Another is running containers in read-only mode, assuming they support this configuration... will minimize a lot of potential attack surface.

3eb7988a1663 4 days ago | parent [-]

Never looked into this. I would expect the majority of images would fail in this configuration. Or am I unduly pessimistic?

hxtk 4 days ago | parent | next [-]

Many fail if you do it without any additional configuration. In Kubernetes you can mostly get around it by mounting `emptyDir` volumes to the specific directories that need to be writable, `/tmp` being a common culprit. If they need to be writable and have content that exists in the base image, you'd usually mount an emptyDir to `/tmp` and copy the content into it in an `initContainer`, then mount the same `emptyDir` volume to the original location in the runtime container.

Unfortunately, there is no way to specify those `emptyDir` volumes as `noexec` [1].

I think the docker equivalent is `--tmpfs` for the `emptyDir` volumes.

1: https://github.com/kubernetes/kubernetes/issues/48912

flowerthoughts 4 days ago | parent | prev | next [-]

Readonly and rootless are my two requirements for Docker containers. Most images can't run readonly because they try to create a user in some startup script. Since I want my UIDs unique to isolate mounted directories, this is meaningless. I end up having to wrap or copy Dockerfiles to make them behave reasonably.

Having such a nice layered buildsystem with mountpoints, I'm amazed Docker made readonly an afterthought.

subscribed 4 days ago | parent [-]

I like steering docker runs with docker-compose, especially with .env files - easy to store in repositories, easy to customise and have sane defaults.

flowerthoughts 4 days ago | parent [-]

Yeah agreed. I use docker-compose. But it doesn't help if the Docker images try to update /etc/passwd, or force a hardcoded UID, or run some install.sh at runtime instead of buildtime.

tracker1 4 days ago | parent | prev | next [-]
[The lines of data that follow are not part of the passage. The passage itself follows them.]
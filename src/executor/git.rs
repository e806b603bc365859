//! Version-control-native strategy: `git apply`.

use crate::error::PatchError;
use crate::executor::{probe_command, shell, PatchExecutor, ProcessRunner};
use crate::io::Io;
use crate::patch::Patch;
use std::path::Path;
use std::rc::Rc;

pub struct GitApplier {
    runner: Rc<dyn ProcessRunner>,
    io: Rc<dyn Io>,
}

impl GitApplier {
    /// Fails with `CommandNotFound` when `git` is not runnable.
    pub fn new(runner: Rc<dyn ProcessRunner>, io: Rc<dyn Io>) -> Result<Self, PatchError> {
        probe_command(runner.as_ref(), "git", "--version")?;
        Ok(GitApplier { runner, io })
    }

    /// This strategy handles directories that are git checkouts.
    pub fn usable_for(base_dir: &Path) -> bool {
        base_dir.join(".git").is_dir()
    }

    fn build_args(
        patch_file: &str,
        base_dir: &Path,
        level: &str,
        check_only: bool,
    ) -> Vec<String> {
        let mut args = vec![
            // run git as if it was started in base_dir
            "-C".to_string(),
            base_dir.display().to_string(),
            "apply".to_string(),
            level.to_string(),
        ];
        if check_only {
            args.push("--check".to_string());
            args.push("-v".to_string());
        }
        args.push(patch_file.to_string());
        args
    }
}

impl PatchExecutor for GitApplier {
    /// Runs the check-only form first, then the for-real form with the same
    /// level. A dry run that passes is not a persisted change, so both
    /// invocations are required.
    fn apply_patch_level(
        &self,
        patch: &Patch,
        base_dir: &Path,
        level: &str,
    ) -> Result<(), PatchError> {
        for check_only in [true, false] {
            let args = Self::build_args(patch.local_path(), base_dir, level, check_only);
            if check_only && self.io.is_verbose() {
                self.io.write(&format!(
                    "Testing ability to patch with \"git apply\" using patch level {level} with the following command:\n{}",
                    shell::render_command("git", &args)
                ));
            }
            let output = self.runner.run("git", &args)?;
            if check_only && output.stderr.starts_with("Skipped") {
                return Err(PatchError::already_applied(patch));
            }
            if !output.success() {
                return Err(PatchError::not_applied(
                    patch,
                    &format!(
                        "failed to apply the patch with \"git apply\": {}",
                        output.stderr.trim_end()
                    ),
                ));
            }
        }
        Ok(())
    }
}

#[cfg(test)]
mod tests {
    use super::*;
    use crate::executor::ProcessOutput;
    use crate::io::BufferIo;
    use std::cell::RefCell;

    struct ScriptedRunner {
        outputs: RefCell<Vec<ProcessOutput>>,
        calls: RefCell<Vec<Vec<String>>>,
    }

    impl ScriptedRunner {
        fn new(outputs: Vec<ProcessOutput>) -> Self {
            ScriptedRunner {
                outputs: RefCell::new(outputs),
                calls: RefCell::new(Vec::new()),
            }
        }
    }

    impl ProcessRunner for ScriptedRunner {
        fn run(&self, program: &str, args: &[String]) -> Result<ProcessOutput, PatchError> {
            let mut call = vec![program.to_string()];
            call.extend(args.iter().cloned());
            self.calls.borrow_mut().push(call);
            Ok(self.outputs.borrow_mut().remove(0))
        }
    }

    fn ok() -> ProcessOutput {
        ProcessOutput::default()
    }

    fn patch() -> Patch {
        Patch::new(
            "acme/patches",
            "acme/lib",
            "fix.diff",
            "/tmp/fix.diff",
            "Fix",
            vec!["-p1".to_string()],
        )
    }

    fn applier(outputs: Vec<ProcessOutput>) -> (GitApplier, Rc<ScriptedRunner>) {
        let mut with_probe = vec![ok()];
        with_probe.extend(outputs);
        let runner = Rc::new(ScriptedRunner::new(with_probe));
        let applier = GitApplier::new(runner.clone(), Rc::new(BufferIo::new(false))).unwrap();
        (applier, runner)
    }

    #[test]
    fn check_then_apply_both_run() {
        let (applier, runner) = applier(vec![ok(), ok()]);
        applier
            .apply_patch_level(&patch(), Path::new("/base"), "-p1")
            .unwrap();
        let calls = runner.calls.borrow();
        // probe + check + real
        assert_eq!(calls.len(), 3);
        assert!(calls[1].contains(&"--check".to_string()));
        assert!(!calls[2].contains(&"--check".to_string()));
        assert_eq!(calls[1][..4], calls[2][..4]);
    }

    #[test]
    fn skipped_diagnostic_is_already_applied() {
        let (applier, runner) = applier(vec![ProcessOutput {
            status: 0,
            stdout: String::new(),
            stderr: "Skipped patch 'file.txt'.\n".to_string(),
        }]);
        let err = applier
            .apply_patch_level(&patch(), Path::new("/base"), "-p1")
            .unwrap_err();
        assert!(err.is_already_applied());
        // the for-real run is never attempted
        assert_eq!(runner.calls.borrow().len(), 2);
    }

    #[test]
    fn nonzero_check_exit_is_not_applied() {
        let (applier, _) = applier(vec![ProcessOutput {
            status: 1,
            stdout: String::new(),
            stderr: "error: patch failed".to_string(),
        }]);
        let err = applier
            .apply_patch_level(&patch(), Path::new("/base"), "-p1")
            .unwrap_err();
        assert!(matches!(err, PatchError::NotApplied { .. }));
        assert!(err.to_string().contains("git apply"));
    }

    #[test]
    fn probe_failure_is_command_not_found() {
        let runner = Rc::new(ScriptedRunner::new(vec![ProcessOutput {
            status: 127,
            stdout: String::new(),
            stderr: String::new(),
        }]));
        match GitApplier::new(runner, Rc::new(BufferIo::new(false))) {
            Err(PatchError::CommandNotFound { command, .. }) => assert_eq!(command, "git"),
            Ok(_) => panic!("expected CommandNotFound, got Ok"),
            Err(other) => panic!("expected CommandNotFound, got {other:?}"),
        }
    }
}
It's hit or miss... you sometimes have to make /tmp writable or another data directory... some images just don't operate right because of initialization steps that happen on first run. It's hit or miss and depends... but a lot of your own apps can definitely be made to work with limited, or no write surface.

s_ting765 4 days ago | parent | prev [-]

Depends on specific app use case. Nginx doesn't work with it but valkey will.